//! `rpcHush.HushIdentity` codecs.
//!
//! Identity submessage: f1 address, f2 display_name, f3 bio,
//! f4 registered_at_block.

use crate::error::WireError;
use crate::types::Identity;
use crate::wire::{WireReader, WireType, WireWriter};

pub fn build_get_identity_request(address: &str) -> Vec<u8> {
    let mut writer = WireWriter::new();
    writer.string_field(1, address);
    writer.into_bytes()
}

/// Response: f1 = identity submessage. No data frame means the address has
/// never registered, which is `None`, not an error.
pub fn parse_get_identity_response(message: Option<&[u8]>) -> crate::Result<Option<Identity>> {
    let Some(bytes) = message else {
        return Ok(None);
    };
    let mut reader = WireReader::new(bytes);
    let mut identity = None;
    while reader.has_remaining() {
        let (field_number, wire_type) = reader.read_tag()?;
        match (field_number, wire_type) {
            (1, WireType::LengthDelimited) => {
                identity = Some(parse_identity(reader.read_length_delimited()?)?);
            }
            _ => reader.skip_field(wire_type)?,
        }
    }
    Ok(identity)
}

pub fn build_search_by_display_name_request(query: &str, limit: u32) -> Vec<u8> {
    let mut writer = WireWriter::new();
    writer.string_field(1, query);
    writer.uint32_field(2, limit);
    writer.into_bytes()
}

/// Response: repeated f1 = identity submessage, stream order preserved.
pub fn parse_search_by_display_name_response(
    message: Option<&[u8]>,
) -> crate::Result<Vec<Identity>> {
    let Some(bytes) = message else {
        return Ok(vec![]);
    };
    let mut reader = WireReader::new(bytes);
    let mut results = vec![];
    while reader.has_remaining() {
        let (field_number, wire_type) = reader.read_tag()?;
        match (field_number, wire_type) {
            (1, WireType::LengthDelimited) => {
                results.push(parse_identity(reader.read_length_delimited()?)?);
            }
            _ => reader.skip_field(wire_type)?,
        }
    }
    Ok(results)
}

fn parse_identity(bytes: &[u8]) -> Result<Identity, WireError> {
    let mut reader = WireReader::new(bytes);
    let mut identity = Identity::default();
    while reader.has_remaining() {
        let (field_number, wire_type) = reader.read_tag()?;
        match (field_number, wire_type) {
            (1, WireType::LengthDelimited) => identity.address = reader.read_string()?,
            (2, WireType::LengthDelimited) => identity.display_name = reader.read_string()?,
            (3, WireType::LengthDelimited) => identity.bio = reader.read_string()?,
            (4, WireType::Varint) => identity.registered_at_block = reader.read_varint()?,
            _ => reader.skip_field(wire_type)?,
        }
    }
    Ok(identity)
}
▬▬▬
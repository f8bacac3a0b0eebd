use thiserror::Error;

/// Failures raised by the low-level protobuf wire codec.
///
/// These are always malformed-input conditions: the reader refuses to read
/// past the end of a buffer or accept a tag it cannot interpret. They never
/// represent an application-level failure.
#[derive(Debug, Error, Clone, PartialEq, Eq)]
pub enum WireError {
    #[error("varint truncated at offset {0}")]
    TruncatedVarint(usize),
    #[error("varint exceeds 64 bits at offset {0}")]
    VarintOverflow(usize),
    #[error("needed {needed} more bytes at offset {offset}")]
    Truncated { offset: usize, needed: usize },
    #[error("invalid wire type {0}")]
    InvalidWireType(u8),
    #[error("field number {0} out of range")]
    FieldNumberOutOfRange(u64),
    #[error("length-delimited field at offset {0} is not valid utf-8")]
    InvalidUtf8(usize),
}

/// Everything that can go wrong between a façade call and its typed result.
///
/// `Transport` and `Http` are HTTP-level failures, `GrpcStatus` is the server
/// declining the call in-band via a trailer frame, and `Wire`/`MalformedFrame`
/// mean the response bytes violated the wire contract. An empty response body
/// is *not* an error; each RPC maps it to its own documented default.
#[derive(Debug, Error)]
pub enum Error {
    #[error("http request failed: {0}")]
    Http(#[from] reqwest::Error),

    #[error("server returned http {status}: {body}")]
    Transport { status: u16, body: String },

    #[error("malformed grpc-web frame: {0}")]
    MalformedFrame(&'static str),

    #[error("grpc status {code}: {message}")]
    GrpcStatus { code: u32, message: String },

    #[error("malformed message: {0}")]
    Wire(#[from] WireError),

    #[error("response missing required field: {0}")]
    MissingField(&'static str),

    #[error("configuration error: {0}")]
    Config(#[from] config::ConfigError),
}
▬▬▬
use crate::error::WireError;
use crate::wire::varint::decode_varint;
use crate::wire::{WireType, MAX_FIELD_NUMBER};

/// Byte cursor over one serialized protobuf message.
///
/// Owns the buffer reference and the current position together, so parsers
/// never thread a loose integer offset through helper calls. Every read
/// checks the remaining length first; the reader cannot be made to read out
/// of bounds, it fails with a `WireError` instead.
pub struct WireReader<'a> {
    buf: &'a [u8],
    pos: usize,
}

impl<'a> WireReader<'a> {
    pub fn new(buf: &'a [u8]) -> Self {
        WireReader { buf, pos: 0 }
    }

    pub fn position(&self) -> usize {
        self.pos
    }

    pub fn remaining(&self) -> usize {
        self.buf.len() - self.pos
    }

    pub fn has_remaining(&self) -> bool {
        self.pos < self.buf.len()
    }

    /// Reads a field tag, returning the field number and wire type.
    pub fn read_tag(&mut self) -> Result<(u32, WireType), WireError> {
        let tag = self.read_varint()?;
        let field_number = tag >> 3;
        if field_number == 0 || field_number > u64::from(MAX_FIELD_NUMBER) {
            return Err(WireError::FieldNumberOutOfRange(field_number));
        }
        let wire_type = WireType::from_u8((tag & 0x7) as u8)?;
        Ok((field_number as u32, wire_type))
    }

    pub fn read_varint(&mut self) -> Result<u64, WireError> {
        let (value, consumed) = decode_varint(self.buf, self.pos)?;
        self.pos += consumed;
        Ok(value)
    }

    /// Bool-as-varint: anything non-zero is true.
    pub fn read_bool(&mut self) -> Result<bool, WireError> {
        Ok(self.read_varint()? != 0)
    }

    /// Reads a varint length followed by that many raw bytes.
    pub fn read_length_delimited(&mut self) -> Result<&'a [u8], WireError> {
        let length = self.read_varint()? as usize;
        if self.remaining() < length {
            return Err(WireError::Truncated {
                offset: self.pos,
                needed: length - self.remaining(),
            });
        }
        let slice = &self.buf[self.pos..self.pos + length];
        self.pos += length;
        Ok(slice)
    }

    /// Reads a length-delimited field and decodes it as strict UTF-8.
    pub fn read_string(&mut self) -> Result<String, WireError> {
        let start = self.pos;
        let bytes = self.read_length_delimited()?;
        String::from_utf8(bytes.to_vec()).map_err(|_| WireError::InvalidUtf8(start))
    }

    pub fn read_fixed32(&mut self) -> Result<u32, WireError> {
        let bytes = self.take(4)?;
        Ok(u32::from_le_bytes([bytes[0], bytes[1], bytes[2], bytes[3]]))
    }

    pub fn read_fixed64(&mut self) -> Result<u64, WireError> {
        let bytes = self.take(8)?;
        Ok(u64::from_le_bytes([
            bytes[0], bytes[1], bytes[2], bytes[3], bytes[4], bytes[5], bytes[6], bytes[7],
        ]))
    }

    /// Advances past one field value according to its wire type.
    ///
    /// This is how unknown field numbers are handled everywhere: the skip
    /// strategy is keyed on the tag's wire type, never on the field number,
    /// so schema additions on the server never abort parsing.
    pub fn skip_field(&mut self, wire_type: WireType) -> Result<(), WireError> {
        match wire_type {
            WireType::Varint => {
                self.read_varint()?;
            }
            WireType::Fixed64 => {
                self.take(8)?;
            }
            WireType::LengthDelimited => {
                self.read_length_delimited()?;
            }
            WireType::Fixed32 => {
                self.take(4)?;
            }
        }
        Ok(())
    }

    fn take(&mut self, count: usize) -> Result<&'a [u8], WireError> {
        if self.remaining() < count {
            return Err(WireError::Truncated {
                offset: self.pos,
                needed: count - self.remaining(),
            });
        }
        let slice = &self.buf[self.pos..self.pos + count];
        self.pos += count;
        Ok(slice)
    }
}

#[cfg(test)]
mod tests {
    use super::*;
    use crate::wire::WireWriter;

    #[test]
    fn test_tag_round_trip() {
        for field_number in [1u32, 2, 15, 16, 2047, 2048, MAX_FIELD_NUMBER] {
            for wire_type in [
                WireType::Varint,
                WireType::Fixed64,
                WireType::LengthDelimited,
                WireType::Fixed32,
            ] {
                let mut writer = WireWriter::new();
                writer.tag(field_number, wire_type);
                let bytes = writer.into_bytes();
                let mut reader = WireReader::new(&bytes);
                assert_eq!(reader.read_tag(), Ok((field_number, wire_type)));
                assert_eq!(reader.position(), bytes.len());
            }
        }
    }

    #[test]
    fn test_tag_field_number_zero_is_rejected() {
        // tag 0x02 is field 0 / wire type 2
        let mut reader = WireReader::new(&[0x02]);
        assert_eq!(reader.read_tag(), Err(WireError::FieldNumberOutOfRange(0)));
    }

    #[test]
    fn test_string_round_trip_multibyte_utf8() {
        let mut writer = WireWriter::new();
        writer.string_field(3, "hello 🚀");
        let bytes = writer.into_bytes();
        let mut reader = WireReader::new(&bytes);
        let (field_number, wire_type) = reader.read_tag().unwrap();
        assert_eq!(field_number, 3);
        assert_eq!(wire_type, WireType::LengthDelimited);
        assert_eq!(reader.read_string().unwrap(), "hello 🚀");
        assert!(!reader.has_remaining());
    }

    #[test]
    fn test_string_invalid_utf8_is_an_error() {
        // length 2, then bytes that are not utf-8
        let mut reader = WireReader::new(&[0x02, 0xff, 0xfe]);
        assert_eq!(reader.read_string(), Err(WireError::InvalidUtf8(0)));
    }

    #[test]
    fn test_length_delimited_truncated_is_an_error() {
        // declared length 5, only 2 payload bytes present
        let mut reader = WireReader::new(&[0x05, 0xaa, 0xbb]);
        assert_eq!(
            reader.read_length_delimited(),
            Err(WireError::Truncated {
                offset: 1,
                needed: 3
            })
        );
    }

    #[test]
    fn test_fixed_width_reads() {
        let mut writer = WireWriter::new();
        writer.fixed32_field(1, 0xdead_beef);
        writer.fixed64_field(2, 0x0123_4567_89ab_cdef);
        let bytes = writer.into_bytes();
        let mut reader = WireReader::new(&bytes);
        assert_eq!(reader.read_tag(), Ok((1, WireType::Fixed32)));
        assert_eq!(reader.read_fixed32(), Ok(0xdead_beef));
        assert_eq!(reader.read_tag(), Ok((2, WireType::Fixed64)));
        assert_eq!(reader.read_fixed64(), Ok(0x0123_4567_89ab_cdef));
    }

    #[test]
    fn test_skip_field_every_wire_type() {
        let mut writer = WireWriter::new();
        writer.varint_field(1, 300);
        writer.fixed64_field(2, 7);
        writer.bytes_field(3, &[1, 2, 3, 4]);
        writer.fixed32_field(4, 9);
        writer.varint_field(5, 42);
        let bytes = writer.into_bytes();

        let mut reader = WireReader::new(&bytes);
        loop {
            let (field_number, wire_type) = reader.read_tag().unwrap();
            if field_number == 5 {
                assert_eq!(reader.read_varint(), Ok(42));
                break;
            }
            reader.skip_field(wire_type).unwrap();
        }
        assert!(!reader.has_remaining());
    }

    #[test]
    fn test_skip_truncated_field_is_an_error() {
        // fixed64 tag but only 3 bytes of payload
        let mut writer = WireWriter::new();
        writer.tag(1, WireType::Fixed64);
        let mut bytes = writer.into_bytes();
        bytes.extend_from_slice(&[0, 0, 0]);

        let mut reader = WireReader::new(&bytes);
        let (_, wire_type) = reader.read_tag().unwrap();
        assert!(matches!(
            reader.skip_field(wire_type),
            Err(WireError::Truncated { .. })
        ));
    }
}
▬▬▬
> [YOUR ASSIGNMENT] Go over the records above line by line and count those holding the word "position". Reply only with the number.

> [COMPLETED TASK] 3